Hinton v. State
304 Ga. 605
Ga.2018Background
- In May 2013 Hinton and an accomplice lay in wait to rob Henry Reeves; when Reeves arrived they ambushed him and he was shot and killed.
- Ballistic evidence linked a .22 pistol Hinton had given his accomplice to casings at the scene; Hinton was wounded by a .22 round in the back and later admitted he had been at the scene after initially denying it.
- A jury acquitted Hinton of malice murder but convicted him of felony murder (predicated on aggravated assault), a second felony-murder count (vacated by operation of law), aggravated assault (merged), attempted armed robbery, and possession of a firearm during the commission of a felony.
- Trial counsel requested a voluntary manslaughter instruction, which the trial court denied for lack of evidence; counsel did not renew the request after the charge conference.
- Hinton appealed, arguing (1) ineffective assistance for failing to renew the manslaughter charge and (2) sentencing error for failing to merge attempted armed robbery with the felony-murder sentence.
Issues
| Issue | Plaintiff's Argument | Defendant's Argument | Held |
|---|---|---|---|
| Whether counsel’s failure to renew a requested voluntary-manslaughter instruction constituted ineffective assistance | Hinton: counsel was deficient for not preserving the manslaughter charge for appeal and that omission prejudiced him because jury might have convicted of voluntary manslaughter instead of felony murder | State: even if counsel erred, any evidence supporting voluntary manslaughter was minimal and overwhelming evidence supported felony murder, so no reasonable probability of a different verdict | Court assumed deficiency but found no prejudice under Strickland — no reasonable probability jury would have reached voluntary manslaughter verdict |
| Whether the trial court erred by not merging attempted armed robbery into the felony-murder sentence | Hinton: attempted armed robbery should have merged such that he wouldn’t receive a separate sentence after the court chose which felony-murder verdict to vacate | State: trial court properly exercised discretion in selecting which felony-murder to sentence on and the predicate offenses did not merge because each requires an element the other does not | Court affirmed: trial court properly sentenced on felony murder predicated on aggravated assault, merged aggravated assault into it, vacated the other felony-murder count, and correctly imposed a separate sentence for attempted armed robbery because the crimes do not merge |
Key Cases Cited
- Jackson v.

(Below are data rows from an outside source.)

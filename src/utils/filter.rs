//! Presentation-side filters applied to merged search results.
//!
//! These never touch the network and never mutate records; they only select
//! and reorder what the aggregator returned.

use regex::Regex;
use std::cmp::Reverse;
use std::ops::RangeInclusive;

use crate::models::NormalizedRecord;

/// Unicode ranges covering Japanese punctuation, kana, full-width forms and CJK ideographs
pub const JAPANESE_RANGES: [RangeInclusive<char>; 5] = [
    '\u{3000}'..='\u{303F}',
    '\u{3040}'..='\u{309F}',
    '\u{30A0}'..='\u{30FF}',
    '\u{FF00}'..='\u{FFEF}',
    '\u{4E00}'..='\u{9FAF}',
];

/// Keeps records whose title or abstract contains a character from a set of script ranges
#[derive(Debug, Clone)]
pub struct ScriptFilter {
    pattern: Regex,
}

impl ScriptFilter {
    /// Build a filter from inclusive character ranges
    pub fn from_ranges(ranges: &[RangeInclusive<char>]) -> Result<Self, regex::Error> {
        let class: String = ranges
            .iter()
            .map(|r| format!("\\x{{{:X}}}-\\x{{{:X}}}", *r.start() as u32, *r.end() as u32))
            .collect();
        let pattern = Regex::new(&format!("[{}]", class))?;
        Ok(Self { pattern })
    }

    /// Filter matching Japanese text
    pub fn japanese() -> Self {
        Self::from_ranges(&JAPANESE_RANGES).expect("Japanese script ranges form a valid class")
    }

    /// Whether the text contains at least one character in range
    pub fn matches_text(&self, text: &str) -> bool {
        self.pattern.is_match(text)
    }

    /// Whether the record's title or abstract contains a character in range
    pub fn matches(&self, record: &NormalizedRecord) -> bool {
        self.matches_text(record.title())
            || record
                .abstract_text()
                .map(|a| self.matches_text(a))
                .unwrap_or(false)
    }
}

/// Stable sort by descending citation count; records without a count rank as zero
pub fn sort_by_popularity(records: &mut [NormalizedRecord]) {
    records.sort_by_key(|r| Reverse(r.citation_count().unwrap_or(0)));
}

/// Client-selected view over a result list
#[derive(Debug, Clone, Default)]
pub struct ViewOptions {
    /// Keep only records matching this script filter
    pub script: Option<ScriptFilter>,

    /// Reorder by citation count
    pub sort_by_popularity: bool,
}

/// Apply the script filter, then the popularity sort
pub fn apply_view(records: &[NormalizedRecord], options: &ViewOptions) -> Vec<NormalizedRecord> {
    let mut view: Vec<NormalizedRecord> = match &options.script {
        Some(filter) => records.iter().filter(|r| filter.matches(r)).cloned().collect(),
        None => records.to_vec(),
    };

    if options.sort_by_popularity {
        sort_by_popularity(&mut view);
    }

    view
}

Virginia, 443 U.S. 307 (establishes standard for sufficiency of the evidence)
- Strickland v. Washington, 466 U.S. 668 (two-prong test for ineffective assistance of counsel)
- Wadley v. State, 258 Ga. 465 (assessing prejudice where manslaughter instruction denied/preserved)
- Cowart v. State, 294 Ga. 333 (trial court discretion in selecting which felony-murder verdict to vacate)
- Davis v. State, 301 Ga. 397 (merger and sentencing principles following felony-murder convictions)
- Hill v. State, 281 Ga. 795 (permitting separate sentence on armed robbery when predicate merged into sentenced felony murder)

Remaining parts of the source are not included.